> [EXERCISE DETAILS] From the first line of the entries below to the line with "use crate::bundler::BundleArtifact;", give each line again exactly.

> [INFORMATION SUPPLIED]
//! Worker embedding.
//!
//! The minified worker bundle is shipped inside the main bundle as a string
//! constant. [`CodeEmbedder`] minifies the worker and renders the generated
//! module the main entry imports.

use std::path::{Path, PathBuf};
use std::sync::Arc;

use thiserror::Error;

use crate::bundler::BundleArtifact;
use crate::entry::file_name;
use crate::minify::{CommentPolicy, MinifyError, MinifyOptions, Minifier};

/// Embedding failures. Both are fatal.
#[derive(Debug, Error)]
pub enum EmbedError {
    #[error("Failed to minify worker bundle {}: {source}", .path.display())]
    Minify {
        path: PathBuf,
        #[source]
        source: MinifyError,
    },

    #[error("Failed to encode worker code as a string literal: {0}")]
    Encode(#[from] serde_json::Error),
}

/// Generated module holding the minified worker.
#[derive(Debug, Clone, PartialEq, Eq)]
pub struct EmbeddedModule {
    pub path: PathBuf,
    pub content: String,
}

/// Render the generated module source.
///
/// The result is a notice comment followed by a single CommonJS export of
/// `minified` as a JSON string literal.
pub fn render_embedded_module(
    file_name: &str,
    worker_name: &str,
    minified: &str,
) -> Result<String, EmbedError> {
    let literal = serde_json::to_string(minified)?;
    Ok(format!(
        "/**\n * {file_name} contains an embedded version of {worker_name}.\n * This file is automatically generated,\n * changes made in this file will be overwritten.\n */\nmodule.exports = {literal};\n"
    ))
}

/// Minifies the worker bundle and renders the embedded module.
pub struct CodeEmbedder {
    minifier: Arc<dyn Minifier>,
    module_path: PathBuf,
    worker_name: String,
}

impl CodeEmbedder {
    /// `module_path` is where the generated module lives; `worker_name` is
    /// the file name mentioned in its notice.
    pub fn new(
        minifier: Arc<dyn Minifier>,
        module_path: impl Into<PathBuf>,
        worker_name: impl Into<String>,
    ) -> Self {
        Self {
            minifier,
            module_path: module_path.into(),
            worker_name: worker_name.into(),
        }
    }

    pub fn module_path(&self) -> &Path {
        &self.module_path
    }

    /// Minify `worker` and render the embedded module.
    ///
    /// Every comment is stripped and no source map is produced.
    pub async fn embed(&self, worker: &BundleArtifact) -> Result<EmbeddedModule, EmbedError> {
        let options = MinifyOptions::default().with_comments(CommentPolicy::DropAll);
        let minified = self
            .minifier
            .minify(&worker.code, &options)
            .await
            .map_err(|source| EmbedError::Minify {
                path: worker.path.clone(),
                source,
            })?;

        let content = render_embedded_module(
            &file_name(&self.module_path),
            &self.worker_name,
            &minified.code,
        )?;

        Ok(EmbeddedModule {
            path: self.module_path.clone(),
            content,
        })
    }
}
// src/analyze/server.rs
// =============================================================================
// This module checks server-level facts about the target site, before the
// page itself is even fetched:
//
// - /sitemap.xml and /robots.txt presence at the site origin
// - TLS certificate validity (a verified HTTPS request either succeeds or
//   fails with a certificate error)
// - Server IP, looked up through Google's DNS-over-HTTPS JSON API
// - The Server response header, when the site sends one
//
// Every check degrades to a finding; a missing sitemap or an offline DNS
// resolver never aborts the run.
// =============================================================================

use crate::report::{Finding, Section};
use reqwest::Client;
use serde_json::Value;
use std::time::Duration;
use url::Url;

const DNS_RESOLVER: &str = "https://dns.google/resolve";

/// Sitemap, robots.txt, TLS, IP, and server software for the target site
pub async fn server_section(target: &Url, timeout: Duration) -> Section {
    let mut section = Section::new("Server Analysis");

    let client = match Client::builder().timeout(timeout).build() {
        Ok(client) => client,
        Err(e) => {
            section.push(Finding::fail("Server", format!("HTTP client error: {}", e)));
            return section;
        }
    };

    let origin = target.origin().ascii_serialization();

    section.push(probe_well_known(&client, &origin, "sitemap.xml", "Sitemap").await);
    section.push(probe_well_known(&client, &origin, "robots.txt", "Robots.txt").await);
    section.push(check_tls(&client, target).await);

    if let Some(host) = target.host_str() {
        section.push(lookup_ip(&client, host).await);
    }

    section.push(server_header(&client, target).await);
    section
}

// GET {origin}/{file}: a 200 proves it exists, anything else does not
async fn probe_well_known(client: &Client, origin: &str, file: &str, label: &str) -> Finding {
    let url = format!("{}/{}", origin, file);
    match client.get(&url).send().await {
        Ok(response) if response.status().as_u16() == 200 => {
            Finding::good(label, format!("Found at {}", url))
        }
        Ok(response) => Finding::fail(
            label,
            format!("Not found (status {})", response.status().as_u16()),
        ),
        Err(e) => Finding::fail(label, format!("Request failed: {}", e)),
    }
}

// reqwest verifies certificates by default, so a successful HTTPS request
// is itself the proof of a valid chain
async fn check_tls(client: &Client, target: &Url) -> Finding {
    if target.scheme() != "https" {
        return Finding::fail("SSL Certificate", "Site does not use HTTPS.");
    }
    match client.get(target.as_str()).send().await {
        Ok(_) => Finding::good("SSL Certificate", "Certificate is valid."),
        Err(e) => Finding::fail("SSL Certificate", format!("Certificate check failed: {}", e)),
    }
}

async fn lookup_ip(client: &Client, host: &str) -> Finding {
    let result = client
        .get(DNS_RESOLVER)
        .query(&[("name", host), ("type", "A")])
        .send()
        .await;

    match result {
        Ok(response) => match response.json::<Value>().await {
            Ok(answer) => match first_answer(&answer) {
                Some(ip) => Finding::good("Server IP", ip),
                None => Finding::fail("Server IP", format!("No A record for {}", host)),
            },
            Err(e) => Finding::fail("Server IP", format!("Bad resolver response: {}", e)),
        },
        Err(e) => Finding::fail("Server IP", format!("DNS lookup failed: {}", e)),
    }
}

// Pulls Answer[0].data out of a DNS-over-HTTPS JSON response
fn first_answer(response: &Value) -> Option<String> {
    response
        .get("Answer")?
        .get(0)?
        .get("data")?
        .as_str()
        .map(|s| s.to_string())
}

async fn server_header(client: &Client, target: &Url) -> Finding {
    match client.head(target.as_str()).send().await {
        Ok(response) => {
            let server = response
                .headers()
                .get("server")
                .and_then(|v| v.to_str().ok())
                .unwrap_or("Not disclosed");
            Finding::neutral("Server software", server.to_string())
        }
        Err(e) => Finding::fail("Server software", format!("Request failed: {}", e)),
    }
}

#[cfg(test)]
mod tests {
    use super::*;
    use crate::report::Status;
    use serde_json::json;
    use wiremock::matchers::{method, path};
    use wiremock::{Mock, MockServer, ResponseTemplate};

    #[tokio::test]
    async fn test_sitemap_found_is_good() {
        let server = MockServer::start().await;
        Mock::given(method("GET"))
            .and(path("/sitemap.xml"))
            .respond_with(ResponseTemplate::new(200).set_body_string("<urlset/>"))
            .mount(&server)
            .await;

        let client = Client::new();
        let finding = probe_well_known(&client, &server.uri(), "sitemap.xml", "Sitemap").await;
        assert_eq!(finding.status, Status::Good);
        assert!(finding.content.contains("/sitemap.xml"));
    }

    #[tokio::test]
    async fn test_missing_robots_is_fail_with_status() {
        let server = MockServer::start().await;
        Mock::given(method("GET"))
            .and(path("/robots.txt"))
            .respond_with(ResponseTemplate::new(404))
            .mount(&server)
            .await;

        let client = Client::new();
        let finding = probe_well_known(&client, &server.uri(), "robots.txt", "Robots.txt").await;
        assert_eq!(finding.status, Status::Fail);
        assert!(finding.content.contains("404"));
    }

    #[tokio::test]
    async fn test_plain_http_fails_tls_check_without_network() {
        let client = Client::new();
        let url = Url::parse("http://example.com/").unwrap();
        let finding = check_tls(&client, &url).await;
        assert_eq!(finding.status, Status::Fail);
        assert!(finding.content.contains("HTTPS"));
    }

    #[tokio::test]
    async fn test_server_header_reported_neutral() {
        let server = MockServer::start().await;
        Mock::given(method("HEAD"))
            .and(path("/"))
            .respond_with(ResponseTemplate::new(200).insert_header("server", "caddy"))
            .mount(&server)
            .await;

        let client = Client::new();
        let url = Url::parse(&server.uri()).unwrap();
        let finding = server_header(&client, &url).await;
        assert_eq!(finding.status, Status::Neutral);
        assert_eq!(finding.content, "caddy");
    }

    #[test]
    fn test_first_answer_parses_doh_response() {
        let response = json!({
            "Status": 0,
            "Answer": [
                { "name": "example.com.", "type": 1, "data": "93.184.216.34" }
            ]
        });
        assert_eq!(first_answer(&response).as_deref(), Some("93.184.216.34"));

        let empty = json!({ "Status": 3 });
        assert!(first_answer(&empty).is_none());
    }
}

> [RESULT BELOW]
//! Worker embedding.
//!
//! The minified worker bundle is shipped inside the main bundle as a string
//! constant. [`CodeEmbedder`] minifies the worker and renders the generated
//! module the main entry imports.

use std::path::{Path, PathBuf};
use std::sync::Arc;

use thiserror::Error;

use crate::bundler::BundleArtifact;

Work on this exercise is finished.